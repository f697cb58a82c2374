//! Shared Dioxus components and D3.js bridge for the coffee-climate dashboard.
//!
//! This crate provides:
//! - `js_bridge`: Rust wrappers for D3.js chart functions via `js_sys::eval()`
//! - `state`: Reactive AppState with Dioxus Signals
//! - `components`: Reusable RSX components (selector, metric panels, containers)

pub mod components;
pub mod js_bridge;
pub mod state;
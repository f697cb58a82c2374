//! Error display component.

use dioxus::prelude::*;

#[derive(Props, Clone, PartialEq)]
pub struct ErrorDisplayProps {
    pub message: String,
}

/// Displays an error message in a styled box.
#[component]
pub fn ErrorDisplay(props: ErrorDisplayProps) -> Element {
    rsx! {
        div {
            style: "padding: 12px 16px; margin: 8px 0; background: #FFEBEE; color: #C62828; border-radius: 4px; border: 1px solid #EF9A9A;",
            strong { "Erro: " }
            "{props.message}"
        }
    }
}
//! Rounded-key index over gridded environmental measurements.

use std::collections::btree_map::Entry as BTreeEntry;
use std::collections::hash_map::Entry;
use std::collections::{BTreeMap, HashMap, HashSet};

use ordered_float::OrderedFloat;
use serde::{Deserialize, Serialize};
use tracing::{debug, warn};

/// One row of the combined environmental table.
#[derive(Clone, Debug, Serialize, Deserialize, PartialEq)]
pub struct EnvironmentalRecord {
    pub latitude: f64,
    pub longitude: f64,
    pub year: i32,
    pub temperature: Option<f64>,
    pub chlorophyll: Option<f64>,
}

/// One row of a single-variable table (temperature-only or chlorophyll-only).
#[derive(Clone, Debug, Serialize, Deserialize, PartialEq)]
pub struct VariableRecord {
    pub latitude: f64,
    pub longitude: f64,
    pub year: i32,
    pub value: Option<f64>,
}

#[derive(Clone, Copy, Debug, Default, Serialize, Deserialize, PartialEq)]
pub struct EnvReading {
    pub temperature: Option<f64>,
    pub chlorophyll: Option<f64>,
}

#[derive(Clone, Copy, Debug, PartialEq, Eq, Hash, PartialOrd, Ord)]
pub struct GridKey {
    pub latitude: OrderedFloat<f64>,
    pub longitude: OrderedFloat<f64>,
    pub year: i32,
}

impl GridKey {
    pub fn rounded(latitude: f64, longitude: f64, year: i32, decimals: u32) -> Self {
        Self {
            latitude: OrderedFloat(round_to(latitude, decimals)),
            longitude: OrderedFloat(round_to(longitude, decimals)),
            year,
        }
    }
}

/// Round half-to-even at `decimals` places. Negative zero folds to zero so
/// both sides of a join hash identically.
pub fn round_to(value: f64, decimals: u32) -> f64 {
    let scale = 10f64.powi(decimals as i32);
    let rounded = (value * scale).round_ties_even() / scale;
    if rounded == 0.0 {
        0.0
    } else {
        rounded
    }
}

/// Immutable lookup from rounded (lat, lon, year) to environmental readings.
///
/// Built once per run and shared read-only across worker threads. An index
/// built from an unavailable table answers every lookup with `None`.
#[derive(Clone, Debug)]
pub struct EnvironmentalGridIndex {
    decimals: u32,
    entries: HashMap<GridKey, EnvReading>,
    duplicate_keys: usize,
    skipped_records: usize,
    available: bool,
}

impl EnvironmentalGridIndex {
    /// Index `records`; on a repeated rounded key the first record wins.
    pub fn build<I>(records: I, decimals: u32) -> Self
    where
        I: IntoIterator<Item = EnvironmentalRecord>,
    {
        let mut entries = HashMap::new();
        let mut duplicate_keys = 0usize;
        let mut skipped_records = 0usize;
        for record in records {
            if !record.latitude.is_finite() || !record.longitude.is_finite() {
                skipped_records += 1;
                continue;
            }
            let key = GridKey::rounded(record.latitude, record.longitude, record.year, decimals);
            match entries.entry(key) {
                Entry::Vacant(slot) => {
                    slot.insert(EnvReading {
                        temperature: record.temperature.filter(|v| v.is_finite()),
                        chlorophyll: record.chlorophyll.filter(|v| v.is_finite()),
                    });
                }
                Entry::Occupied(_) => duplicate_keys += 1,
            }
        }
        if duplicate_keys > 0 {
            warn!(
                duplicate_keys,
                decimals, "environmental table has repeated rounded keys; kept first occurrence"
            );
        }
        debug!(keys = entries.len(), skipped_records, "built environmental index");
        Self {
            decimals,
            entries,
            duplicate_keys,
            skipped_records,
            available: true,
        }
    }

    /// Total-miss index used when the environmental table cannot be loaded.
    pub fn unavailable(decimals: u32) -> Self {
        Self {
            decimals,
            entries: HashMap::new(),
            duplicate_keys: 0,
            skipped_records: 0,
            available: false,
        }
    }

    pub fn lookup(&self, latitude: f64, longitude: f64, year: i32) -> Option<EnvReading> {
        if !latitude.is_finite() || !longitude.is_finite() {
            return None;
        }
        let key = GridKey::rounded(latitude, longitude, year, self.decimals);
        self.entries.get(&key).copied()
    }

    pub fn decimals(&self) -> u32 {
        self.decimals
    }

    pub fn len(&self) -> usize {
        self.entries.len()
    }

    pub fn is_empty(&self) -> bool {
        self.entries.is_empty()
    }

    pub fn is_available(&self) -> bool {
        self.available
    }

    pub fn duplicate_keys(&self) -> usize {
        self.duplicate_keys
    }

    pub fn skipped_records(&self) -> usize {
        self.skipped_records
    }
}

/// Full outer join of per-variable tables on the exact (lat, lon, year) key.
///
/// Output is sorted by key. A key repeated within one input keeps its first row.
pub fn merge_environment(
    chlorophyll: Vec<VariableRecord>,
    temperature: Vec<VariableRecord>,
) -> Vec<EnvironmentalRecord> {
    let mut merged: BTreeMap<GridKey, EnvironmentalRecord> = BTreeMap::new();
    let mut seen_chl = 0usize;

    for record in chlorophyll {
        let key = exact_key(&record);
        if let BTreeEntry::Vacant(slot) = merged.entry(key) {
            seen_chl += 1;
            slot.insert(EnvironmentalRecord {
                latitude: record.latitude,
                longitude: record.longitude,
                year: record.year,
                temperature: None,
                chlorophyll: record.value,
            });
        }
    }

    let mut temp_keys: HashSet<GridKey> = HashSet::new();
    for record in temperature {
        let key = exact_key(&record);
        if !temp_keys.insert(key) {
            continue;
        }
        merged
            .entry(key)
            .and_modify(|row| row.temperature = record.value)
            .or_insert(EnvironmentalRecord {
                latitude: record.latitude,
                longitude: record.longitude,
                year: record.year,
                temperature: record.value,
                chlorophyll: None,
            });
    }

    debug!(
        chlorophyll_keys = seen_chl,
        temperature_keys = temp_keys.len(),
        merged = merged.len(),
        "merged environmental tables"
    );
    merged.into_values().collect()
}

fn exact_key(record: &VariableRecord) -> GridKey {
    GridKey {
        latitude: OrderedFloat(record.latitude),
        longitude: OrderedFloat(record.longitude),
        year: record.year,
    }
}

#[cfg(test)]
mod tests {
    use super::*;

    fn record(lat: f64, lon: f64, year: i32, temp: f64, chl: f64) -> EnvironmentalRecord {
        EnvironmentalRecord {
            latitude: lat,
            longitude: lon,
            year,
            temperature: Some(temp),
            chlorophyll: Some(chl),
        }
    }

    fn var(lat: f64, lon: f64, year: i32, value: f64) -> VariableRecord {
        VariableRecord {
            latitude: lat,
            longitude: lon,
            year,
            value: Some(value),
        }
    }

    #[test]
    fn rounding_is_half_even_and_folds_negative_zero() {
        assert_eq!(round_to(41.204, 2), 41.2);
        assert_eq!(round_to(-71.498, 2), -71.5);
        assert_eq!(round_to(0.125, 2), 0.12);
        assert_eq!(round_to(-0.001, 2).to_bits(), 0.0f64.to_bits());
        assert_eq!(round_to(12.7, 0), 13.0);
    }

    #[test]
    fn rounded_point_matches_grid_cell() {
        let index = EnvironmentalGridIndex::build([record(41.20, -71.50, 2013, 15.5, 0.5)], 2);
        let reading = index.lookup(41.204, -71.498, 2013).unwrap();
        assert_eq!(reading.temperature, Some(15.5));
        assert_eq!(reading.chlorophyll, Some(0.5));
    }

    #[test]
    fn miss_on_year_or_position() {
        let index = EnvironmentalGridIndex::build([record(41.20, -71.50, 2013, 15.5, 0.5)], 2);
        assert!(index.lookup(41.20, -71.50, 2014).is_none());
        assert!(index.lookup(41.21, -71.50, 2013).is_none());
        assert!(index.lookup(f64::NAN, -71.50, 2013).is_none());
    }

    #[test]
    fn unavailable_index_always_misses() {
        let index = EnvironmentalGridIndex::unavailable(2);
        assert!(!index.is_available());
        assert!(index.is_empty());
        assert!(index.lookup(41.2, -71.5, 2013).is_none());
    }

    #[test]
    fn duplicate_keys_keep_first() {
        let index = EnvironmentalGridIndex::build(
            [
                record(41.201, -71.5, 2013, 10.0, 1.0),
                record(41.199, -71.5, 2013, 20.0, 2.0),
            ],
            2,
        );
        assert_eq!(index.len(), 1);
        assert_eq!(index.duplicate_keys(), 1);
        assert_eq!(index.lookup(41.2, -71.5, 2013).unwrap().temperature, Some(10.0));
    }

    #[test]
    fn rebuild_is_deterministic() {
        let rows = vec![
            record(41.2, -71.5, 2013, 15.5, 0.5),
            record(41.3, -71.4, 2013, 16.0, 0.7),
            record(41.3, -71.4, 2014, 17.0, 0.9),
        ];
        let a = EnvironmentalGridIndex::build(rows.clone(), 2);
        let b = EnvironmentalGridIndex::build(rows, 2);
        for (lat, lon, year) in [(41.2, -71.5, 2013), (41.3, -71.4, 2014), (0.0, 0.0, 2013)] {
            assert_eq!(a.lookup(lat, lon, year), b.lookup(lat, lon, year));
        }
    }

    #[test]
    fn coarser_rounding_matches_at_least_as_often() {
        let rows = vec![record(41.2, -71.5, 2013, 15.5, 0.5), record(40.0, -70.0, 2013, 12.0, 0.2)];
        let queries = [(41.23, -71.46), (41.204, -71.498), (39.97, -70.02), (10.0, 10.0)];
        let fine = EnvironmentalGridIndex::build(rows.clone(), 2);
        let coarse = EnvironmentalGridIndex::build(rows, 1);
        let hits = |index: &EnvironmentalGridIndex| {
            queries
                .iter()
                .filter(|(lat, lon)| index.lookup(*lat, *lon, 2013).is_some())
                .count()
        };
        assert_eq!(hits(&fine), 1);
        assert_eq!(hits(&coarse), 3);
    }

    #[test]
    fn non_finite_readings_become_missing() {
        let index = EnvironmentalGridIndex::build([record(1.0, 2.0, 2015, f64::NAN, 0.3)], 2);
        let reading = index.lookup(1.0, 2.0, 2015).unwrap();
        assert_eq!(reading.temperature, None);
        assert_eq!(reading.chlorophyll, Some(0.3));
    }

    #[test]
    fn outer_merge_keeps_every_key() {
        let chl = vec![var(41.2, -71.5, 2013, 0.5), var(41.3, -71.5, 2013, 0.6)];
        let temp = vec![var(41.2, -71.5, 2013, 15.5), var(40.0, -71.5, 2013, 14.0)];
        let merged = merge_environment(chl, temp);
        assert_eq!(merged.len(), 3);
        assert_eq!(merged[0].latitude, 40.0);
        assert_eq!(merged[0].temperature, Some(14.0));
        assert_eq!(merged[0].chlorophyll, None);
        assert_eq!(merged[1].temperature, Some(15.5));
        assert_eq!(merged[1].chlorophyll, Some(0.5));
        assert_eq!(merged[2].temperature, None);
        assert_eq!(merged[2].chlorophyll, Some(0.6));
    }

    #[test]
    fn outer_merge_ignores_repeated_rows_within_a_side() {
        let chl = vec![var(1.0, 1.0, 2016, 0.1), var(1.0, 1.0, 2016, 0.9)];
        let temp = vec![var(1.0, 1.0, 2016, 20.0), var(1.0, 1.0, 2016, 30.0)];
        let merged = merge_environment(chl, temp);
        assert_eq!(merged.len(), 1);
        assert_eq!(merged[0].chlorophyll, Some(0.1));
        assert_eq!(merged[0].temperature, Some(20.0));
    }
}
+++
* **Work task**
In the entries above, find the line with "let mut temp_keys: HashSet<GridKey>" and the line with "fn record(lat: f64, lon: f64, year: i32, temp: f64, chl: f64)", then set down exactly those two and every line between them, nothing else.

* **Expected output**
    let mut temp_keys: HashSet<GridKey> = HashSet::new();
    for record in temperature {
        let key = exact_key(&record);
        if !temp_keys.insert(key) {
            continue;
        }
        merged
            .entry(key)
            .and_modify(|row| row.temperature = record.value)
            .or_insert(EnvironmentalRecord {
                latitude: record.latitude,
                longitude: record.longitude,
                year: record.year,
                temperature: record.value,
                chlorophyll: None,
            });
    }

    debug!(
        chlorophyll_keys = seen_chl,
        temperature_keys = temp_keys.len(),
        merged = merged.len(),
        "merged environmental tables"
    );
    merged.into_values().collect()
}

fn exact_key(record: &VariableRecord) -> GridKey {
    GridKey {
        latitude: OrderedFloat(record.latitude),
        longitude: OrderedFloat(record.longitude),
        year: record.year,
    }
}

#[cfg(test)]
mod tests {
    use super::*;

    fn record(lat: f64, lon: f64, year: i32, temp: f64, chl: f64) -> EnvironmentalRecord {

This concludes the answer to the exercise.